INPUT:
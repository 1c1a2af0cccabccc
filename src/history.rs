//! Linear undo/redo history.
//!
//! Each [`State`] is one user-visible action made of one or more
//! [`HistoryElement`]s. Elements name the live collaborator they apply to by a
//! stable [`Target`] that is resolved through a [`CollaboratorTable`] when the
//! element is applied, so replacing a collaborator (for example reloading an
//! area) never leaves history pointing at a stale object.

use std::collections::VecDeque;

use serde::Serialize;

use crate::geometry::Point;
use crate::ir::{Area, Edge, EdgeList, GraphObject, GraphStore, ObjectCollection};

pub const DEFAULT_MAX_SIZE: usize = 100;

/// Stable id of a live collaborator.
#[derive(Debug, Clone, Copy, PartialEq, Eq, Hash, Serialize)]
pub enum Target {
    Vertices(Area),
    Boundaries(Area),
    Edges,
}

#[derive(Debug, Clone, Copy, PartialEq, Eq, Serialize)]
#[serde(rename_all = "camelCase")]
pub enum ActionType {
    Move,
    Edit,
    Reparent,
    Connect,
    Disconnect,
    AutoLayout,
}

#[derive(Debug, Clone, PartialEq, Serialize)]
pub struct Placement {
    pub id: String,
    pub at: Point,
}

/// `None` means the object does not exist in this snapshot.
#[derive(Debug, Clone, PartialEq, Serialize)]
pub struct ObjectState {
    pub id: String,
    pub object: Option<GraphObject>,
}

/// `None` means the edge does not exist; `index` is where it is restored.
#[derive(Debug, Clone, PartialEq, Serialize)]
pub struct EdgeState {
    pub id: String,
    pub index: usize,
    pub edge: Option<Edge>,
}

/// Opaque state a collaborator knows how to restore.
#[derive(Debug, Clone, PartialEq, Serialize)]
pub enum Snapshot {
    Positions(Vec<Placement>),
    Objects(Vec<ObjectState>),
    Edges(Vec<EdgeState>),
}

impl Snapshot {
    pub fn is_empty(&self) -> bool {
        match self {
            Self::Positions(items) => items.is_empty(),
            Self::Objects(items) => items.is_empty(),
            Self::Edges(items) => items.is_empty(),
        }
    }
}

#[derive(Debug, Clone, PartialEq, Serialize)]
pub struct HistoryElement {
    pub action: ActionType,
    pub old: Snapshot,
    pub data: Snapshot,
    pub target: Target,
}

impl HistoryElement {
    pub fn new(action: ActionType, target: Target, old: Snapshot, data: Snapshot) -> Self {
        Self {
            action,
            old,
            data,
            target,
        }
    }
}

#[derive(Debug, Clone, Default, PartialEq, Serialize)]
pub struct State {
    elements: Vec<HistoryElement>,
}

impl State {
    pub fn new() -> Self {
        Self::default()
    }

    pub fn with(mut self, element: HistoryElement) -> Self {
        self.push(element);
        self
    }

    pub fn push(&mut self, element: HistoryElement) {
        self.elements.push(element);
    }

    pub fn elements(&self) -> &[HistoryElement] {
        &self.elements
    }

    pub fn len(&self) -> usize {
        self.elements.len()
    }

    pub fn is_empty(&self) -> bool {
        self.elements.is_empty()
    }

    fn revert<T: CollaboratorTable + ?Sized>(&self, table: &mut T) {
        for element in self.elements.iter().rev() {
            apply_to(table, element.target, &element.old);
        }
    }

    fn reapply<T: CollaboratorTable + ?Sized>(&self, table: &mut T) {
        for element in &self.elements {
            apply_to(table, element.target, &element.data);
        }
    }
}

fn apply_to<T: CollaboratorTable + ?Sized>(table: &mut T, target: Target, snapshot: &Snapshot) {
    match table.resolve(target) {
        Some(collaborator) => collaborator.apply(snapshot),
        None => tracing::warn!(?target, "history target does not resolve; element skipped"),
    }
}

/// A live object that can restore a snapshot onto itself.
pub trait Collaborator {
    fn apply(&mut self, snapshot: &Snapshot);
}

/// Maps stable targets to the collaborators currently behind them.
pub trait CollaboratorTable {
    fn resolve(&mut self, target: Target) -> Option<&mut dyn Collaborator>;
}

impl Collaborator for ObjectCollection {
    fn apply(&mut self, snapshot: &Snapshot) {
        match snapshot {
            Snapshot::Positions(placements) => {
                for placement in placements {
                    if let Some(object) = self.get_mut(&placement.id) {
                        object.x = placement.at.x;
                        object.y = placement.at.y;
                    }
                }
            }
            Snapshot::Objects(states) => {
                for state in states {
                    match &state.object {
                        Some(object) => {
                            self.insert(object.clone());
                        }
                        None => {
                            self.remove(&state.id);
                        }
                    }
                }
            }
            Snapshot::Edges(_) => tracing::warn!("edge snapshot applied to an object collection"),
        }
    }
}

impl Collaborator for EdgeList {
    fn apply(&mut self, snapshot: &Snapshot) {
        let Snapshot::Edges(states) = snapshot else {
            tracing::warn!("object snapshot applied to the edge list");
            return;
        };
        for state in states {
            match (&state.edge, self.position(&state.id)) {
                (Some(edge), Some(index)) => self.replace(index, edge.clone()),
                (Some(edge), None) => self.insert(state.index, edge.clone()),
                (None, Some(_)) => {
                    self.remove(&state.id);
                }
                (None, None) => {}
            }
        }
    }
}

impl CollaboratorTable for GraphStore {
    fn resolve(&mut self, target: Target) -> Option<&mut dyn Collaborator> {
        let collaborator: &mut dyn Collaborator = match target {
            Target::Vertices(area) => &mut self.area_mut(area).vertices,
            Target::Boundaries(area) => &mut self.area_mut(area).boundaries,
            Target::Edges => &mut self.edges,
        };
        Some(collaborator)
    }
}

#[derive(Debug, Clone)]
pub struct History {
    states: VecDeque<State>,
    /// Last applied state; `None` before the first one.
    cursor: Option<usize>,
    max_size: usize,
}

impl Default for History {
    fn default() -> Self {
        Self::new(DEFAULT_MAX_SIZE)
    }
}

impl History {
    pub fn new(max_size: usize) -> Self {
        Self {
            states: VecDeque::new(),
            cursor: None,
            max_size,
        }
    }

    /// Record an action that has already been applied to the store. Empty
    /// states are ignored. Anything after the cursor is dropped first.
    pub fn add(&mut self, state: State) {
        if state.is_empty() || self.max_size == 0 {
            return;
        }
        let keep = self.cursor.map_or(0, |cursor| cursor + 1);
        self.states.truncate(keep);
        self.states.push_back(state);
        while self.states.len() > self.max_size {
            self.states.pop_front();
        }
        self.cursor = Some(self.states.len() - 1);
        tracing::debug!(len = self.states.len(), cursor = ?self.cursor, "history add");
    }

    pub fn undo<T: CollaboratorTable + ?Sized>(&mut self, table: &mut T) -> bool {
        let Some(cursor) = self.cursor else {
            return false;
        };
        if self.states.is_empty() {
            return false;
        }
        let cursor = cursor.min(self.states.len() - 1);
        self.states[cursor].revert(table);
        self.cursor = cursor.checked_sub(1);
        tracing::debug!(cursor = ?self.cursor, "history undo");
        true
    }

    pub fn redo<T: CollaboratorTable + ?Sized>(&mut self, table: &mut T) -> bool {
        if !self.can_redo() {
            return false;
        }
        let next = self.cursor.map_or(0, |cursor| cursor + 1);
        self.cursor = Some(next);
        self.states[next].reapply(table);
        tracing::debug!(cursor = ?self.cursor, "history redo");
        true
    }

    pub fn clear(&mut self) {
        self.states.clear();
        self.cursor = None;
    }

    /// Point every element recorded against `old` at `new`. Returns how many
    /// elements changed.
    pub fn retarget(&mut self, old: Target, new: Target) -> usize {
        let mut changed = 0;
        for element in self.states.iter_mut().flat_map(|state| state.elements.iter_mut()) {
            if element.target == old {
                element.target = new;
                changed += 1;
            }
        }
        changed
    }

    pub fn can_undo(&self) -> bool {
        self.cursor.is_some() && !self.states.is_empty()
    }

    pub fn can_redo(&self) -> bool {
        match self.cursor {
            Some(cursor) => cursor + 1 < self.states.len(),
            None => !self.states.is_empty(),
        }
    }

    pub fn len(&self) -> usize {
        self.states.len()
    }

    pub fn is_empty(&self) -> bool {
        self.states.is_empty()
    }

    pub fn current_index(&self) -> Option<usize> {
        self.cursor
    }

    pub fn max_size(&self) -> usize {
        self.max_size
    }

    pub fn states(&self) -> impl Iterator<Item = &State> {
        self.states.iter()
    }
}

#[cfg(test)]
mod tests {
    use super::*;
    use crate::ir::Endpoint;

    fn store() -> GraphStore {
        let mut store = GraphStore::new();
        store.operations.insert(GraphObject::vertex("a", "a"));
        store
    }

    fn move_a(from: f32, to: f32) -> State {
        let target = Target::Vertices(Area::Operations);
        let at = |x: f32| {
            Snapshot::Positions(vec![Placement {
                id: "a".into(),
                at: Point::new(x, 0.0),
            }])
        };
        State::new().with(HistoryElement::new(ActionType::Move, target, at(from), at(to)))
    }

    fn x_of_a(store: &GraphStore) -> f32 {
        store.operations.object("a").unwrap().x
    }

    fn record(history: &mut History, store: &mut GraphStore, from: f32, to: f32) {
        let state = move_a(from, to);
        state.reapply(store);
        history.add(state);
    }

    #[test]
    fn empty_state_is_not_recorded() {
        let mut history = History::default();
        history.add(State::new());
        assert!(history.is_empty());
        assert_eq!(history.current_index(), None);
    }

    #[test]
    fn evicts_oldest_first() {
        let mut history = History::new(3);
        for step in 0..5 {
            history.add(move_a(step as f32, step as f32 + 1.0));
        }
        assert_eq!(history.len(), 3);
        assert_eq!(history.current_index(), Some(2));
        let first = history.states().next().unwrap();
        assert_eq!(first, &move_a(2.0, 3.0));
    }

    #[test]
    fn undo_then_redo_restores_positions() {
        let mut store = store();
        let mut history = History::default();
        record(&mut history, &mut store, 0.0, 40.0);
        assert_eq!(x_of_a(&store), 40.0);

        assert!(history.undo(&mut store));
        assert_eq!(x_of_a(&store), 0.0);
        assert!(history.redo(&mut store));
        assert_eq!(x_of_a(&store), 40.0);
        assert!(!history.redo(&mut store));
    }

    #[test]
    fn undo_at_the_start_does_nothing() {
        let mut store = store();
        let mut history = History::default();
        assert!(!history.undo(&mut store));
        record(&mut history, &mut store, 0.0, 10.0);
        assert!(history.undo(&mut store));
        assert!(!history.undo(&mut store));
        assert!(!history.undo(&mut store));
        assert_eq!(history.current_index(), None);
        assert_eq!(x_of_a(&store), 0.0);
    }

    #[test]
    fn new_action_prunes_redo_branch() {
        let mut store = store();
        let mut history = History::default();
        record(&mut history, &mut store, 0.0, 1.0);
        record(&mut history, &mut store, 1.0, 2.0);
        assert!(history.undo(&mut store));
        record(&mut history, &mut store, 1.0, 3.0);

        let states: Vec<_> = history.states().cloned().collect();
        assert_eq!(states, vec![move_a(0.0, 1.0), move_a(1.0, 3.0)]);
        assert_eq!(history.current_index(), Some(1));
        assert!(!history.redo(&mut store));
        assert_eq!(x_of_a(&store), 3.0);
    }

    #[test]
    fn elements_revert_in_reverse_order() {
        let mut store = GraphStore::new();
        let target = Target::Vertices(Area::Operations);
        let created = GraphObject::vertex("v", "v");
        let moved = created.clone().at(5.0, 5.0);
        let state = State::new()
            .with(HistoryElement::new(
                ActionType::Edit,
                target,
                Snapshot::Objects(vec![ObjectState { id: "v".into(), object: None }]),
                Snapshot::Objects(vec![ObjectState {
                    id: "v".into(),
                    object: Some(created),
                }]),
            ))
            .with(HistoryElement::new(
                ActionType::Move,
                target,
                Snapshot::Positions(vec![Placement { id: "v".into(), at: Point::new(0.0, 0.0) }]),
                Snapshot::Positions(vec![Placement { id: "v".into(), at: moved.position() }]),
            ));
        state.reapply(&mut store);
        assert_eq!(store.operations.object("v"), Some(&moved));
        state.revert(&mut store);
        assert!(store.operations.object("v").is_none());
    }

    #[test]
    fn edge_snapshots_restore_order() {
        let mut store = GraphStore::new();
        let edge = |id: &str| {
            Edge::new(
                id,
                Endpoint::new(Area::Input, "a", "title"),
                Endpoint::new(Area::Operations, "b", "title"),
            )
        };
        for id in ["e1", "e2", "e3"] {
            store.edges.push(edge(id));
        }
        let removed = store.edges.remove("e2").unwrap();
        let mut history = History::default();
        history.add(State::new().with(HistoryElement::new(
            ActionType::Disconnect,
            Target::Edges,
            Snapshot::Edges(vec![EdgeState { id: "e2".into(), index: 1, edge: Some(removed) }]),
            Snapshot::Edges(vec![EdgeState { id: "e2".into(), index: 1, edge: None }]),
        )));
        assert!(history.undo(&mut store));
        assert_eq!(store.edges.position("e2"), Some(1));
        assert!(history.redo(&mut store));
        assert!(store.edges.get("e2").is_none());
        assert_eq!(store.edges.len(), 2);
    }

    #[test]
    fn retarget_redirects_recorded_elements() {
        let mut store = GraphStore::new();
        store.output.insert(GraphObject::vertex("a", "a"));
        let mut history = History::default();
        history.add(move_a(5.0, 7.0));
        assert_eq!(
            history.retarget(Target::Vertices(Area::Operations), Target::Vertices(Area::Output)),
            1
        );
        assert!(history.undo(&mut store));
        assert_eq!(store.output.object("a").unwrap().x, 5.0);
    }

    #[test]
    fn clear_resets_cursor() {
        let mut history = History::default();
        history.add(move_a(0.0, 1.0));
        history.clear();
        assert!(history.is_empty());
        assert_eq!(history.current_index(), None);
        assert!(!history.can_undo());
        assert!(!history.can_redo());
    }

    #[test]
    fn zero_capacity_records_nothing() {
        let mut history = History::new(0);
        history.add(move_a(0.0, 1.0));
        assert!(history.is_empty());
    }
}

WORK INSTRUCTION: In the listing above, please print only the lines from the first one to the line where "use crate::geometry::Point;" appears, exactly as written, both of those lines included.

FINISHED EXERCISE:
repository 1c1a2af0cccabccc
filename src/history.rs
//! Linear undo/redo history.
//!
//! Each [`State`] is one user-visible action made of one or more
//! [`HistoryElement`]s. Elements name the live collaborator they apply to by a
//! stable [`Target`] that is resolved through a [`CollaboratorTable`] when the
//! element is applied, so replacing a collaborator (for example reloading an
//! area) never leaves history pointing at a stale object.

use std::collections::VecDeque;

use serde::Serialize;

use crate::geometry::Point;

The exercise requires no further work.